WORK ORDER
Every line below that holds the string "NaiveDate" must be copied.

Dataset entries
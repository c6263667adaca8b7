//! Request types for the rental pricing API.
//!
//! The booking form sends dates as `YYYY-MM-DD` strings and leaves them empty
//! until the customer picks them, so an empty date string is read as "not
//! chosen yet" rather than rejected.

use chrono::NaiveDate;
use rust_decimal::Decimal;
use serde::{Deserialize, Deserializer, Serialize};

use crate::models::{RentalRequest, VehicleProfile, VehicleType};

/// Request body for the `/quote` endpoint.
#[derive(Debug, Clone, Serialize, Deserialize)]
pub struct QuoteRequest {
    /// The first day of the rental, if chosen.
    #[serde(default, deserialize_with = "deserialize_optional_date")]
    pub start_date: Option<NaiveDate>,
    /// The return day of the rental, if chosen.
    #[serde(default, deserialize_with = "deserialize_optional_date")]
    pub end_date: Option<NaiveDate>,
    /// Where the car is collected.
    #[serde(default)]
    pub pickup_location: String,
    /// Where the car is returned.
    #[serde(default)]
    pub dropoff_location: String,
    /// The car's base price per day.
    pub daily_rate: Decimal,
    /// Whether a driver is hired with the car.
    #[serde(default)]
    pub with_driver: bool,
    /// Whether insurance cover is added.
    #[serde(default)]
    pub with_insurance: bool,
}

impl From<QuoteRequest> for RentalRequest {
    fn from(req: QuoteRequest) -> Self {
        RentalRequest {
            start_date: req.start_date,
            end_date: req.end_date,
            pickup_location: req.pickup_location,
            dropoff_location: req.dropoff_location,
            daily_rate: req.daily_rate,
            with_driver: req.with_driver,
            with_insurance: req.with_insurance,
        }
    }
}

/// Request body for the `/bookings/prepare` endpoint.
#[derive(Debug, Clone, Serialize, Deserialize)]
pub struct BookingPrepareRequest {
    /// The vehicle being booked.
    pub vehicle_id: String,
    /// The first day of the rental.
    #[serde(default, deserialize_with = "deserialize_optional_date")]
    pub start_date: Option<NaiveDate>,
    /// The return day of the rental.
    #[serde(default, deserialize_with = "deserialize_optional_date")]
    pub end_date: Option<NaiveDate>,
    /// Where the car is collected.
    #[serde(default)]
    pub pickup_location: String,
    /// Where the car is returned.
    #[serde(default)]
    pub dropoff_location: String,
    /// The car's base price per day.
    pub daily_rate: Decimal,
    /// Whether a driver is hired with the car.
    #[serde(default)]
    pub with_driver: bool,
    /// Whether insurance cover is added.
    #[serde(default)]
    pub with_insurance: bool,
}

impl BookingPrepareRequest {
    /// Splits the request into the vehicle id and the rental selection.
    pub fn into_parts(self) -> (String, RentalRequest) {
        let rental = RentalRequest {
            start_date: self.start_date,
            end_date: self.end_date,
            pickup_location: self.pickup_location,
            dropoff_location: self.dropoff_location,
            daily_rate: self.daily_rate,
            with_driver: self.with_driver,
            with_insurance: self.with_insurance,
        };
        (self.vehicle_id, rental)
    }
}

/// Request body for the `/demand-factor` endpoint.
#[derive(Debug, Clone, Serialize, Deserialize)]
pub struct DemandFactorRequest {
    /// The first day of the rental.
    pub start_date: NaiveDate,
    /// Bookings already taken across the fleet.
    pub total_bookings: u32,
}

/// Request body for the `/dynamic-rate` endpoint.
#[derive(Debug, Clone, Serialize, Deserialize)]
pub struct DynamicRateRequest {
    /// The vehicle's base price per day.
    pub base_rate: Decimal,
    /// The first day of the rental.
    pub start_date: NaiveDate,
    /// The return day of the rental.
    pub end_date: NaiveDate,
    /// Bookings already taken across the fleet.
    pub total_bookings: u32,
    /// Body style of the vehicle.
    pub vehicle_type: VehicleType,
    /// Average customer rating of the vehicle.
    pub rating: Decimal,
}

impl DynamicRateRequest {
    /// Returns the vehicle attributes used by the dynamic rate.
    pub fn vehicle(&self) -> VehicleProfile {
        VehicleProfile {
            vehicle_type: self.vehicle_type,
            rating: self.rating,
        }
    }
}

fn deserialize_optional_date<'de, D>(deserializer: D) -> Result<Option<NaiveDate>, D::Error>
where
    D: Deserializer<'de>,
{
    let raw: Option<String> = Option::deserialize(deserializer)?;
    match raw.as_deref().map(str::trim) {
        None | Some("") => Ok(None),
        Some(value) => NaiveDate::parse_from_str(value, "%Y-%m-%d")
            .map(Some)
            .map_err(serde::de::Error::custom),
    }
}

RESPONSE TO THIS EXERCISE
use chrono::NaiveDate;
    pub start_date: Option<NaiveDate>,
    pub end_date: Option<NaiveDate>,
    pub start_date: Option<NaiveDate>,
    pub end_date: Option<NaiveDate>,
    pub start_date: NaiveDate,
    pub start_date: NaiveDate,
    pub end_date: NaiveDate,
fn deserialize_optional_date<'de, D>(deserializer: D) -> Result<Option<NaiveDate>, D::Error>
        Some(value) => NaiveDate::parse_from_str(value, "%Y-%m-%d")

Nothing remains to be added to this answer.